Este papel do presidente das Assembleias Municipais, bem como de todos os seus eleitos, é cada vez mais visível, é cada vez mais exigido pelos cidadãos e é cada vez mais exigente. É esse, temo-lo constatado por todo o país, nas reuniões a que chamamos ANAM em DIÁLOGO, o esforço de valorização que todos estamos a fazer no exercício quotidiano do Poder Local da parte dos presidentes das Assembleias.

Neste momento sabemos que o Poder Local integra também as nossas instituições, todas sem excepção, pois que a rede que apoiamos e ajudamos a desenvolver em cada município é a que está sempre na linha da frente para alargar o potencial de eficácia das políticas públicas.

Como esclareceu e lembrou o presidente do Parlamento Europeu, David Sassoli, é agora que nos é pedido este esforço de dizer Presente! Estaremos presentes em todos os munícipes perante todos os cidadãos! Estar presente, estar atento, estar solidário, estar disponível, é muitas vezes uma missão que passa pela máxima discrição, passa por não estarmos na fotografia, no palco. Espaço que pertence, por legitimidade democrática, ao poder executivo! É, também, estarmos onde estamos - confinados aos nossos lares - nem sempre onde seríamos úteis presencialmente, mas presentes quando somos precisos - a ouvir, a indicar caminhos, ou a apoiar na solução das solicitações que nos chegam, das mais variadas índoles! Mais do que nunca, se calhar como sempre, mas com outra forma de o expressar, uma total solidariedade e apoio ao executivo municipais e aos presidentes de câmara.

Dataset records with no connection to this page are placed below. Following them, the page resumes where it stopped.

use thiserror::Error;

/// Typed errors at the bus boundary. Pure code never produces these;
/// callers map them to retry, drop, or a user-visible message.
#[derive(Debug, Error)]
pub enum BusError {
    /// Transport is down and the bounded reconnect attempt did not help.
    #[error("bus unavailable: {0}")]
    Unavailable(String),

    /// A payload could not be decoded. Poison messages are acked, never
    /// allowed to block the consumer group.
    #[error("payload parse error: {0}")]
    Parse(String),

    /// The server answered something we did not expect.
    #[error("protocol error: {0}")]
    Protocol(String),
}

impl BusError {
    pub fn unavailable(err: impl std::fmt::Display) -> Self {
        BusError::Unavailable(err.to_string())
    }
}
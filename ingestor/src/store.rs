//! Persistent store for pool snapshots and completed OHLCV bars.

use crate::dex::PoolInfo;
use crate::ohlcv::CompletedBar;
use anyhow::{Context, Result};
use chrono::Utc;
use rusqlite::Connection;
use std::path::Path;
use std::sync::Mutex;

pub struct IngestStore {
    conn: Mutex<Connection>,
}

impl IngestStore {
    pub fn open(path: &Path) -> Result<Self> {
        let conn = Connection::open(path)
            .with_context(|| format!("Failed to open ingest store at {}", path.display()))?;
        let store = Self {
            conn: Mutex::new(conn),
        };
        store.init_schema()?;
        Ok(store)
    }

    pub fn open_in_memory() -> Result<Self> {
        let conn = Connection::open_in_memory().context("Failed to open in-memory store")?;
        let store = Self {
            conn: Mutex::new(conn),
        };
        store.init_schema()?;
        Ok(store)
    }

    fn init_schema(&self) -> Result<()> {
        let conn = self.conn.lock().unwrap();
        conn.execute_batch(
            "CREATE TABLE IF NOT EXISTS pools (
                pool_id TEXT PRIMARY KEY,
                dex TEXT NOT NULL,
                token_a_mint TEXT NOT NULL,
                token_b_mint TEXT NOT NULL,
                reserve_a REAL NOT NULL,
                reserve_b REAL NOT NULL,
                tvl_usd REAL NOT NULL,
                volume_24h_usd REAL NOT NULL,
                last_updated TEXT NOT NULL
            );
            CREATE TABLE IF NOT EXISTS ohlcv_bars (
                pool_id TEXT NOT NULL,
                ts TEXT NOT NULL,
                interval_minutes INTEGER NOT NULL,
                o REAL NOT NULL,
                h REAL NOT NULL,
                l REAL NOT NULL,
                c REAL NOT NULL,
                volume_usd REAL NOT NULL,
                PRIMARY KEY (pool_id, ts, interval_minutes)
            );",
        )
        .context("Failed to initialize ingest schema")?;
        Ok(())
    }

    pub fn save_pool_snapshot(&self, pools: &[PoolInfo]) -> Result<usize> {
        let mut conn = self.conn.lock().unwrap();
        let tx = conn.transaction()?;
        let now = Utc::now().to_rfc3339();
        for pool in pools {
            tx.execute(
                "INSERT INTO pools
                    (pool_id, dex, token_a_mint, token_b_mint, reserve_a, reserve_b,
                     tvl_usd, volume_24h_usd, last_updated)
                 VALUES (?1, ?2, ?3, ?4, ?5, ?6, ?7, ?8, ?9)
                 ON CONFLICT(pool_id) DO UPDATE SET
                    reserve_a = excluded.reserve_a,
                    reserve_b = excluded.reserve_b,
                    tvl_usd = excluded.tvl_usd,
                    volume_24h_usd = excluded.volume_24h_usd,
                    last_updated = excluded.last_updated",
                rusqlite::params![
                    pool.pool_id,
                    pool.dex,
                    pool.mint_base,
                    pool.mint_quote,
                    pool.reserve_base,
                    pool.reserve_quote,
                    pool.tvl_usd,
                    pool.volume_24h_usd,
                    now,
                ],
            )?;
        }
        tx.commit()?;
        Ok(pools.len())
    }

    pub fn save_bars(&self, bars: &[CompletedBar]) -> Result<usize> {
        let mut conn = self.conn.lock().unwrap();
        let tx = conn.transaction()?;
        for bar in bars {
            tx.execute(
                "INSERT OR REPLACE INTO ohlcv_bars
                    (pool_id, ts, interval_minutes, o, h, l, c, volume_usd)
                 VALUES (?1, ?2, ?3, ?4, ?5, ?6, ?7, ?8)",
                rusqlite::params![
                    bar.pool_id,
                    bar.bar_start.to_rfc3339(),
                    bar.interval_minutes,
                    bar.bar.open,
                    bar.bar.high,
                    bar.bar.low,
                    bar.bar.close,
                    bar.bar.volume_usd,
                ],
            )?;
        }
        tx.commit()?;
        Ok(bars.len())
    }

    pub fn pool_count(&self) -> Result<i64> {
        let conn = self.conn.lock().unwrap();
        Ok(conn.query_row("SELECT COUNT(*) FROM pools", [], |row| row.get(0))?)
    }

    pub fn bar_count(&self) -> Result<i64> {
        let conn = self.conn.lock().unwrap();
        Ok(conn.query_row("SELECT COUNT(*) FROM ohlcv_bars", [], |row| row.get(0))?)
    }

    pub fn check_health(&self) -> bool {
        let conn = self.conn.lock().unwrap();
        conn.query_row("SELECT 1", [], |row| row.get::<_, i64>(0))
            .is_ok()
    }
}
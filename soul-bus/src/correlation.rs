//! Request/reply correlation for the command fabric.
//!
//! The gateway publishes a `CommandRequest` with a fresh correlation id and
//! remembers which chat asked. Replies resolve through this map; entries
//! that never get a reply are swept after five minutes.

use log::debug;
use std::collections::HashMap;
use std::sync::Mutex;
use std::time::{Duration, Instant};

pub const PENDING_TTL: Duration = Duration::from_secs(300);

/// Fresh correlation id for an outbound command request.
pub fn new_corr_id() -> String {
    uuid::Uuid::new_v4().to_string()
}

#[derive(Debug, Clone, Copy)]
struct Pending {
    chat_id: i64,
    created_at: Instant,
}

/// corr_id -> (chat_id, created_at). One row per in-flight command until
/// its reply arrives or it expires.
#[derive(Default)]
pub struct PendingCommands {
    inner: Mutex<HashMap<String, Pending>>,
}

impl PendingCommands {
    pub fn new() -> Self {
        Self::default()
    }

    pub fn insert(&self, corr_id: &str, chat_id: i64) {
        self.inner.lock().unwrap().insert(
            corr_id.to_string(),
            Pending {
                chat_id,
                created_at: Instant::now(),
            },
        );
    }

    /// Resolve and remove; `None` for unknown or already-expired ids.
    pub fn take(&self, corr_id: &str) -> Option<i64> {
        let mut inner = self.inner.lock().unwrap();
        let pending = inner.remove(corr_id)?;
        if pending.created_at.elapsed() > PENDING_TTL {
            debug!("Pending command {} expired before reply", corr_id);
            return None;
        }
        Some(pending.chat_id)
    }

    /// Drop entries older than the TTL; returns how many were removed.
    pub fn sweep(&self) -> usize {
        let mut inner = self.inner.lock().unwrap();
        let before = inner.len();
        inner.retain(|_, p| p.created_at.elapsed() <= PENDING_TTL);
        before - inner.len()
    }

    pub fn len(&self) -> usize {
        self.inner.lock().unwrap().len()
    }

    pub fn is_empty(&self) -> bool {
        self.len() == 0
    }
}
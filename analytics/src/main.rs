//! 🧠 Analytics service - signal and alert engine
//!
//! Consumes market updates, derives signals and confidence bands, emits
//! throttled alerts, and answers `signals` command queries.

use analytics::config::Config;
use analytics::pipeline::AnalyticsPipeline;
use analytics::store::SqliteTokenStore;
use anyhow::{Context, Result};
use log::{error, info};
use soul_bus::RedisStreamBus;
use std::sync::atomic::{AtomicBool, Ordering};
use std::sync::Arc;

#[tokio::main]
async fn main() -> Result<()> {
    let config = Config::from_env().context("Failed to load configuration")?;
    init_logging(&config.service.log_level);
    config.validate().context("Invalid configuration")?;
    print_banner(&config);

    let store = Arc::new(
        SqliteTokenStore::open(&config.store.sqlite_path)
            .context("Failed to open token store")?,
    );
    info!("✅ Store: {}", config.store.sqlite_path.display());

    let bus = Arc::new(RedisStreamBus::new(&config.bus.url).context("Failed to create bus")?);
    info!("✅ Bus: {}", config.bus.url);

    let stop = Arc::new(AtomicBool::new(false));
    let pipeline = Arc::new(AnalyticsPipeline::new(
        config.clone(),
        bus,
        store,
        stop.clone(),
    ));

    let (consumers, worker) = pipeline.start().await?;

    tokio::signal::ctrl_c().await.context("Signal handler failed")?;
    info!("🛑 Shutdown signal received");

    // Stop consumers first so the FIFO stops filling, then let the worker
    // drain what is queued before joining it.
    stop.store(true, Ordering::Relaxed);
    for handle in consumers {
        handle.join().await;
    }
    if let Err(e) = tokio::task::spawn_blocking(move || worker.join()).await {
        error!("❌ Worker join failed: {:?}", e);
    }

    info!("👋 Analytics service stopped");
    Ok(())
}

fn init_logging(level: &str) {
    let mut builder = env_logger::Builder::from_default_env();
    if std::env::var("RUST_LOG").is_err() {
        builder.parse_filters(level);
    }
    builder.init();
}

fn print_banner(config: &Config) {
    info!("==========================================");
    info!("  SoulScout Analytics");
    info!("==========================================");
    info!("  Market stream:  {}", config.bus.stream_market);
    info!("  Alert stream:   {}", config.bus.stream_alerts);
    info!(
        "  Bands: heads-up {}..{}, actionable {}+, conviction {}+",
        config.thresholds.headsup_min,
        config.thresholds.headsup_max,
        config.thresholds.actionable_base_threshold,
        config.thresholds.high_conviction_min
    );
    info!("==========================================");
}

Sairemos todos, como teremos e devemos sair: mesmo todos! Deste inesperado combate, ou sairemos mais fortes, resilientes, conscientes do nosso papel na nossa sociedade, no nosso concelho, no nosso país, ou sairemos ainda mais pobres, porque o egoísmo, como alertou o Papa Francisco, não nos salvará! É um imperativo ter Assembleias Municipais valorizadas que discutam e avaliem a disponibilidade e o estado dos equipamentos municipais que, em tempo e de forma adequada, saibam validar as melhores escolhas de políticas públicas concelhias, em especial na Saúde, nomeadamente aproveitando para esse fim a trégua nos limites de endividamento municipal, incluindo também as indispensáveis melhorias das redes sociais. Assembleias temáticas, com debates abertos aos sectores sociais, económicos e culturais que estimulem a participação cívica permanente e que intervenham no dia-a-dia do Município, serão cada vez mais necessárias. Quando fazemos a discussão e preparamos as decisões de caráter mais geral, não estamos a meter a foice em seara alheia. Esta seara é de todos! Todos temos de plantar bem para colher de acordo com essa plantação. Era o que estávamos a preparar em todas as dimensões possíveis e com recurso aos meios mais adequados para este ano de 2020. Continuaremos a preparar esse avanço, com trabalho no recato dos nossos lares, escutando activamente todos os nossos colegas de todos os municípios. E, quando for possível e necessário, diremos, mais uma vez, estamos presentes, activos e, bem assim, criativos!